## INSTRUCTIONS TO FOLLOW
Please restate the material below word for word, from the first line through the one that contains "use crate::config::TemplateSettings;", inclusive.

## RECORDS SHOWN
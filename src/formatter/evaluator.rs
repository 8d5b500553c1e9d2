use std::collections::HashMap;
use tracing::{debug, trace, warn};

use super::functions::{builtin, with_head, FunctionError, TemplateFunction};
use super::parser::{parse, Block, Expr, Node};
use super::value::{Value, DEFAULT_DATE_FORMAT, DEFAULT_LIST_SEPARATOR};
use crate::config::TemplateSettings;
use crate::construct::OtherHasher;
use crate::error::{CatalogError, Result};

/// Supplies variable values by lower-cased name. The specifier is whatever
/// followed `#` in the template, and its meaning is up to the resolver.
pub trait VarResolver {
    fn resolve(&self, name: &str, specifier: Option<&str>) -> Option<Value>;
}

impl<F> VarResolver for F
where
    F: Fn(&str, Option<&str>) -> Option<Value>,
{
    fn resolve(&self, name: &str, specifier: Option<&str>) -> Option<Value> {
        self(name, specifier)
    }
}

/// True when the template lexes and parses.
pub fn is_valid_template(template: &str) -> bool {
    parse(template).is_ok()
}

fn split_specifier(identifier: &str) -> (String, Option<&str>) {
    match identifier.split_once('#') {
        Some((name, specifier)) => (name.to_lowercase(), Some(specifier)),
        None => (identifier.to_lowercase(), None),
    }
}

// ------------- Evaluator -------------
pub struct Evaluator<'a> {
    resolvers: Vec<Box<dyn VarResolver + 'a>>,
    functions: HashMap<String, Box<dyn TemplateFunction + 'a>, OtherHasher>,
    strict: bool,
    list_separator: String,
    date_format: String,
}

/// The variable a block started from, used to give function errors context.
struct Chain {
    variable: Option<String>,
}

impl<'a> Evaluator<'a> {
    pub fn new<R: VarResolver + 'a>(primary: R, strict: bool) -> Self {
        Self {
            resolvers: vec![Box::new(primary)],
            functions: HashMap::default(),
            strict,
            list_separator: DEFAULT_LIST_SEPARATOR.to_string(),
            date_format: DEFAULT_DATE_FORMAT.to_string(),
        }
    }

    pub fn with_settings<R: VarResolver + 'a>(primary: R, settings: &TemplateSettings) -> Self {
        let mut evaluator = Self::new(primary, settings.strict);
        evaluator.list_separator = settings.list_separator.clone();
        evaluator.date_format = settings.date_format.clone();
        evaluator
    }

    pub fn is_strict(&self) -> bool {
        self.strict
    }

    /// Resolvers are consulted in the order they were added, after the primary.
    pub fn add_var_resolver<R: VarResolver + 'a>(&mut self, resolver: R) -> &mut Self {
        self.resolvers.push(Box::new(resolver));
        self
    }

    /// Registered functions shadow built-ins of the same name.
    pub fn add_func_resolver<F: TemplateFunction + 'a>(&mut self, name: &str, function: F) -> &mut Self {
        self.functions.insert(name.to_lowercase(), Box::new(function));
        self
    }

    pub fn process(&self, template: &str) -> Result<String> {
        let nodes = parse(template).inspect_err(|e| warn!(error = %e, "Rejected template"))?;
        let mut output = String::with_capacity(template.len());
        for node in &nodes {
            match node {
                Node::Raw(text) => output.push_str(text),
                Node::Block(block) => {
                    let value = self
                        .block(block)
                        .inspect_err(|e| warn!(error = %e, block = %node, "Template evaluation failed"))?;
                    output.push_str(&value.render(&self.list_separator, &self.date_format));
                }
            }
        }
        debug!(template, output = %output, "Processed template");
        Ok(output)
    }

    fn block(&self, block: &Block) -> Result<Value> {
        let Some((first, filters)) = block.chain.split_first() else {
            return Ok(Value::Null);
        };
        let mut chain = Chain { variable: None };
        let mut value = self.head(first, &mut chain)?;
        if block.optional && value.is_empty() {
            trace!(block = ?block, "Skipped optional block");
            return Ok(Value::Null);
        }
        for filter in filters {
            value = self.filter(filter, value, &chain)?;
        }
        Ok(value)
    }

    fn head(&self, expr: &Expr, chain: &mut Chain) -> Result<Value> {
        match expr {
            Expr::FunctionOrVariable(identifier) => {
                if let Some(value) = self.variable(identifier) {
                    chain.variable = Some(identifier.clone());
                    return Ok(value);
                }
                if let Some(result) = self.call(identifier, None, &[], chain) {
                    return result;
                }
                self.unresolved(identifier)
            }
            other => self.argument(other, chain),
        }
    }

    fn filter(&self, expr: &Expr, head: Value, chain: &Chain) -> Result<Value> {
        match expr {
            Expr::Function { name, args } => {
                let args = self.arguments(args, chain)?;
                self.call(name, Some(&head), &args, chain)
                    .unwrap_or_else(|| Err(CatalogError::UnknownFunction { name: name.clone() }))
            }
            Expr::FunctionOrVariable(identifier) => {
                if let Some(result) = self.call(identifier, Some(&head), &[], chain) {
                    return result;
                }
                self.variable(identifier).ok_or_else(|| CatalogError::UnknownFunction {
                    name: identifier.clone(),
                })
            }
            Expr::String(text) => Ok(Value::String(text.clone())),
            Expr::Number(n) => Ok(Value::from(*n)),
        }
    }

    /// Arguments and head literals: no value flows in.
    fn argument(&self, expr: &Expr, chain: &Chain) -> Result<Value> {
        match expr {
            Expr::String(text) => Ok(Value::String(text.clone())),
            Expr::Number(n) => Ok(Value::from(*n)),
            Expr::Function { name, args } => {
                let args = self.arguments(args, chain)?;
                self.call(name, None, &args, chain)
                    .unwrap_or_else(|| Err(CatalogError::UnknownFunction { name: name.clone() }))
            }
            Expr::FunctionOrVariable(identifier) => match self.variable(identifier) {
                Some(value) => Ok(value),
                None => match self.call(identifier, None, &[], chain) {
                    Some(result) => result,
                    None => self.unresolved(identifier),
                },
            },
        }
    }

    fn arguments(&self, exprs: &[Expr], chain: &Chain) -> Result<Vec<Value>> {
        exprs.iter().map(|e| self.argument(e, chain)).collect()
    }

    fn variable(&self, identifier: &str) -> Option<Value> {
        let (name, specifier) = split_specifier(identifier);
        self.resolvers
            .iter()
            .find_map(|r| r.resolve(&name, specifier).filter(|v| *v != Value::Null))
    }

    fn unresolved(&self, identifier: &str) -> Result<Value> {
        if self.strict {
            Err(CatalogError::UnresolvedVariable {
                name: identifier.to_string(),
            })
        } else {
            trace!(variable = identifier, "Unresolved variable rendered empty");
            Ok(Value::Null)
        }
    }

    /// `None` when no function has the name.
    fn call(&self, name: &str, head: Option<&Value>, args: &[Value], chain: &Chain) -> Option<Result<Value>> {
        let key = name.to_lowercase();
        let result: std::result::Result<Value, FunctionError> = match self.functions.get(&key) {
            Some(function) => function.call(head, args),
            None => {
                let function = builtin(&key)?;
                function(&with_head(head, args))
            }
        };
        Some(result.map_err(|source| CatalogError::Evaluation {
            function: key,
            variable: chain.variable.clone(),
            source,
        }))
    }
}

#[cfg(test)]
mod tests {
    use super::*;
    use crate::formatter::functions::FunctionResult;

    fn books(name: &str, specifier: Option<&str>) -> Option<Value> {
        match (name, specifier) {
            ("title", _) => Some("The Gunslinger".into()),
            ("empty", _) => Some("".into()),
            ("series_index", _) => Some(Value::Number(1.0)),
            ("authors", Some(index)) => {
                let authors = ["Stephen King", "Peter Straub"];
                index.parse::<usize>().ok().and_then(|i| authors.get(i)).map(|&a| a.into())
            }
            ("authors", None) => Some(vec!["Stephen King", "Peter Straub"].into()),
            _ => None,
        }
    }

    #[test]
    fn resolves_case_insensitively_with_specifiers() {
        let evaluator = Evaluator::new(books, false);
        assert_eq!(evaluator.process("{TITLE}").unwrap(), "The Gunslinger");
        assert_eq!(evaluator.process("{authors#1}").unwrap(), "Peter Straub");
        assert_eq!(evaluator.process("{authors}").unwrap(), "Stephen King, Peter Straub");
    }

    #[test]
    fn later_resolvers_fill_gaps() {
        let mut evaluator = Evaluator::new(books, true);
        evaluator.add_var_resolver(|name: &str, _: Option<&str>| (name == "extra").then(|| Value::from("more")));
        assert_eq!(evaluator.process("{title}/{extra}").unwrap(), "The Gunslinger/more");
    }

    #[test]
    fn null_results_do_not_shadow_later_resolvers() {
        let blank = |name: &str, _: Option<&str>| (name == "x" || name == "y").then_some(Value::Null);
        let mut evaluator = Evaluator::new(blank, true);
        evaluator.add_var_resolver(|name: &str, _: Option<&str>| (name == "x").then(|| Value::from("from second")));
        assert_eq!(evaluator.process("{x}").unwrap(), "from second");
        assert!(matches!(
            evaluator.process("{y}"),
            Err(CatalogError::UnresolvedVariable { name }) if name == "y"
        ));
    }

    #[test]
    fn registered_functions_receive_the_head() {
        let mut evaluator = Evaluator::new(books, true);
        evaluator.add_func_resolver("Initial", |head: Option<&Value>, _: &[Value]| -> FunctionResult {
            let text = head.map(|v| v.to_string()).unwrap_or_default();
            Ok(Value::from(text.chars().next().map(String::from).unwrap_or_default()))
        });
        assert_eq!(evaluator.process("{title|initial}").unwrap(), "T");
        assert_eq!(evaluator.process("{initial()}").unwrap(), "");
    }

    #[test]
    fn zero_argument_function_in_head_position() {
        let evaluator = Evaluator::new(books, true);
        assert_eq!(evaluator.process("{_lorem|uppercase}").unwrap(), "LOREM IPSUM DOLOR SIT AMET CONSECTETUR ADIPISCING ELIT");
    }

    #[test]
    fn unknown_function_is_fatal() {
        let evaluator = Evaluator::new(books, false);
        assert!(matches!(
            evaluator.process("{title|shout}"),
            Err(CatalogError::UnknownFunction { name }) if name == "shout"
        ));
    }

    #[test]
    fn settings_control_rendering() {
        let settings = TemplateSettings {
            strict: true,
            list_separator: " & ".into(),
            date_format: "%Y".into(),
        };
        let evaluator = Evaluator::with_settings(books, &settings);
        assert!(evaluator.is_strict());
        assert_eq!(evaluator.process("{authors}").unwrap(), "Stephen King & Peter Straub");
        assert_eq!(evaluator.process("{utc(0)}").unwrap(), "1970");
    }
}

## RESPONSE AREA
filename src/formatter/evaluator.rs
repository 8d5b500553c1e9d2
use std::collections::HashMap;
use tracing::{debug, trace, warn};

use super::functions::{builtin, with_head, FunctionError, TemplateFunction};
use super::parser::{parse, Block, Expr, Node};
use super::value::{Value, DEFAULT_DATE_FORMAT, DEFAULT_LIST_SEPARATOR};
use crate::config::TemplateSettings;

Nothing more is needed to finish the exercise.